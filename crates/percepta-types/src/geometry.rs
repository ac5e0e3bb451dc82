//! Rigid-body geometry primitives.
//!
//! [`Vec3`], [`Quaternion`] (w, x, y, z convention), [`Pose`] and
//! [`PoseStamped`].  The quaternion carries the Euler conversions the pose
//! normalizer depends on: [`Quaternion::to_rpy`] decomposes a rotation into
//! roll/pitch/yaw (ZYX convention) and [`Quaternion::from_rpy`] rebuilds one.
//!
//! # Example
//!
//! ```rust
//! use percepta_types::geometry::Quaternion;
//!
//! let q = Quaternion::from_rpy(0.3, -0.1, 1.2);
//! let (roll, pitch, yaw) = q.to_rpy();
//! assert!((roll - 0.3).abs() < 1e-5);
//! assert!((pitch + 0.1).abs() < 1e-5);
//! assert!((yaw - 1.2).abs() < 1e-5);
//! ```

use chrono::{DateTime, Utc};
use serde::{Deserialize, Serialize};

// ────────────────────────────────────────────────────────────────────────────
// Vec3
// ────────────────────────────────────────────────────────────────────────────

/// A 3-D point or translation vector (metres).
#[derive(Debug, Clone, Copy, PartialEq, Default, Serialize, Deserialize)]
pub struct Vec3 {
    pub x: f32,
    pub y: f32,
    pub z: f32,
}

impl Vec3 {
    /// Create a new vector.
    pub fn new(x: f32, y: f32, z: f32) -> Self {
        Self { x, y, z }
    }

    /// The zero vector.
    pub fn zero() -> Self {
        Self::new(0.0, 0.0, 0.0)
    }

    pub fn add(self, rhs: Self) -> Self {
        Self::new(self.x + rhs.x, self.y + rhs.y, self.z + rhs.z)
    }

    pub fn sub(self, rhs: Self) -> Self {
        Self::new(self.x - rhs.x, self.y - rhs.y, self.z - rhs.z)
    }

    pub fn scale(self, s: f32) -> Self {
        Self::new(self.x * s, self.y * s, self.z * s)
    }

    /// Euclidean distance to another point.
    pub fn distance(self, rhs: Self) -> f32 {
        let d = self.sub(rhs);
        (d.x * d.x + d.y * d.y + d.z * d.z).sqrt()
    }
}

// ────────────────────────────────────────────────────────────────────────────
// Quaternion
// ────────────────────────────────────────────────────────────────────────────

/// A unit quaternion representing a 3-D rotation (w, x, y, z convention).
#[derive(Debug, Clone, Copy, PartialEq, Serialize, Deserialize)]
pub struct Quaternion {
    pub w: f32,
    pub x: f32,
    pub y: f32,
    pub z: f32,
}

impl Quaternion {
    /// Create a quaternion.  The caller is responsible for providing a unit
    /// quaternion (|q| = 1).
    pub fn new(w: f32, x: f32, y: f32, z: f32) -> Self {
        Self { w, x, y, z }
    }

    /// The identity rotation (no rotation).
    pub fn identity() -> Self {
        Self::new(1.0, 0.0, 0.0, 0.0)
    }

    /// Hamilton product: compose two rotations.
    pub fn mul(self, rhs: Self) -> Self {
        Self::new(
            self.w * rhs.w - self.x * rhs.x - self.y * rhs.y - self.z * rhs.z,
            self.w * rhs.x + self.x * rhs.w + self.y * rhs.z - self.z * rhs.y,
            self.w * rhs.y - self.x * rhs.z + self.y * rhs.w + self.z * rhs.x,
            self.w * rhs.z + self.x * rhs.y - self.y * rhs.x + self.z * rhs.w,
        )
    }

    /// Conjugate (== inverse for a unit quaternion).
    pub fn conjugate(self) -> Self {
        Self::new(self.w, -self.x, -self.y, -self.z)
    }

    /// Rotate a vector by this quaternion: p' = q * p * q*.
    pub fn rotate(self, v: Vec3) -> Vec3 {
        let p = Self::new(0.0, v.x, v.y, v.z);
        let rotated = self.mul(p).mul(self.conjugate());
        Vec3::new(rotated.x, rotated.y, rotated.z)
    }

    /// Build a rotation from roll/pitch/yaw Euler angles (radians, ZYX).
    pub fn from_rpy(roll: f32, pitch: f32, yaw: f32) -> Self {
        let (sr, cr) = (roll * 0.5).sin_cos();
        let (sp, cp) = (pitch * 0.5).sin_cos();
        let (sy, cy) = (yaw * 0.5).sin_cos();
        Self::new(
            cr * cp * cy + sr * sp * sy,
            sr * cp * cy - cr * sp * sy,
            cr * sp * cy + sr * cp * sy,
            cr * cp * sy - sr * sp * cy,
        )
    }

    /// Decompose into roll/pitch/yaw Euler angles (radians, ZYX).
    ///
    /// Pitch is clamped to ±π/2 at the gimbal-lock singularity.
    pub fn to_rpy(self) -> (f32, f32, f32) {
        let roll = (2.0 * (self.w * self.x + self.y * self.z))
            .atan2(1.0 - 2.0 * (self.x * self.x + self.y * self.y));
        let sinp = 2.0 * (self.w * self.y - self.z * self.x);
        let pitch = sinp.clamp(-1.0, 1.0).asin();
        let yaw = (2.0 * (self.w * self.z + self.x * self.y))
            .atan2(1.0 - 2.0 * (self.y * self.y + self.z * self.z));
        (roll, pitch, yaw)
    }
}

impl Default for Quaternion {
    fn default() -> Self {
        Self::identity()
    }
}

// ────────────────────────────────────────────────────────────────────────────
// Pose
// ────────────────────────────────────────────────────────────────────────────

/// A position plus orientation.
#[derive(Debug, Clone, Copy, PartialEq, Default, Serialize, Deserialize)]
pub struct Pose {
    pub position: Vec3,
    pub orientation: Quaternion,
}

impl Pose {
    pub fn new(position: Vec3, orientation: Quaternion) -> Self {
        Self {
            position,
            orientation,
        }
    }
}

/// A [`Pose`] tagged with the reference frame it is expressed in and the
/// time it was estimated at.
#[derive(Debug, Clone, PartialEq, Serialize, Deserialize)]
pub struct PoseStamped {
    pub pose: Pose,
    /// Name of the reference frame, e.g. `"base_link"` or `"camera_link"`.
    pub frame_id: String,
    pub stamp: DateTime<Utc>,
}

impl PoseStamped {
    pub fn new(pose: Pose, frame_id: impl Into<String>) -> Self {
        Self {
            pose,
            frame_id: frame_id.into(),
            stamp: Utc::now(),
        }
    }
}

#[cfg(test)]
mod tests {
    use super::*;
    use std::f32::consts::{FRAC_PI_2, FRAC_1_SQRT_2};

    #[test]
    fn identity_rotate_is_noop() {
        let q = Quaternion::identity();
        let v = Vec3::new(1.0, 2.0, 3.0);
        let r = q.rotate(v);
        assert!((r.x - 1.0).abs() < 1e-5);
        assert!((r.y - 2.0).abs() < 1e-5);
        assert!((r.z - 3.0).abs() < 1e-5);
    }

    #[test]
    fn ninety_degree_yaw_rotates_x_to_y() {
        let q = Quaternion::from_rpy(0.0, 0.0, FRAC_PI_2);
        assert!((q.w - FRAC_1_SQRT_2).abs() < 1e-5);
        assert!((q.z - FRAC_1_SQRT_2).abs() < 1e-5);
        let r = q.rotate(Vec3::new(1.0, 0.0, 0.0));
        assert!(r.x.abs() < 1e-5);
        assert!((r.y - 1.0).abs() < 1e-5);
    }

    #[test]
    fn rpy_roundtrip() {
        let q = Quaternion::from_rpy(0.4, -0.2, 1.1);
        let (roll, pitch, yaw) = q.to_rpy();
        assert!((roll - 0.4).abs() < 1e-5);
        assert!((pitch + 0.2).abs() < 1e-5);
        assert!((yaw - 1.1).abs() < 1e-5);
    }

    #[test]
    fn flattened_rpy_is_fixed_point() {
        // Rebuilding from (0, 0, yaw) and decomposing again must yield the
        // same angles: the flattening step in the normalizer relies on this.
        let q = Quaternion::from_rpy(0.0, 0.0, 0.7);
        let (roll, pitch, yaw) = q.to_rpy();
        assert!(roll.abs() < 1e-6);
        assert!(pitch.abs() < 1e-6);
        let q2 = Quaternion::from_rpy(0.0, 0.0, yaw);
        assert!((q2.w - q.w).abs() < 1e-6);
        assert!((q2.z - q.z).abs() < 1e-6);
    }

    #[test]
    fn conjugate_is_inverse() {
        let q = Quaternion::from_rpy(0.3, 0.2, -0.9);
        let prod = q.mul(q.conjugate());
        assert!((prod.w - 1.0).abs() < 1e-5);
        assert!(prod.x.abs() < 1e-5);
        assert!(prod.y.abs() < 1e-5);
        assert!(prod.z.abs() < 1e-5);
    }

    #[test]
    fn vec3_distance() {
        let a = Vec3::new(0.0, 3.0, 0.0);
        let b = Vec3::new(4.0, 0.0, 0.0);
        assert!((a.distance(b) - 5.0).abs() < 1e-5);
    }
}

WORK REQUEST
Please show every line of the entries above that contains the word "String".

RESULT OF THIS EXERCISE
    pub frame_id: String,
    pub fn new(pose: Pose, frame_id: impl Into<String>) -> Self {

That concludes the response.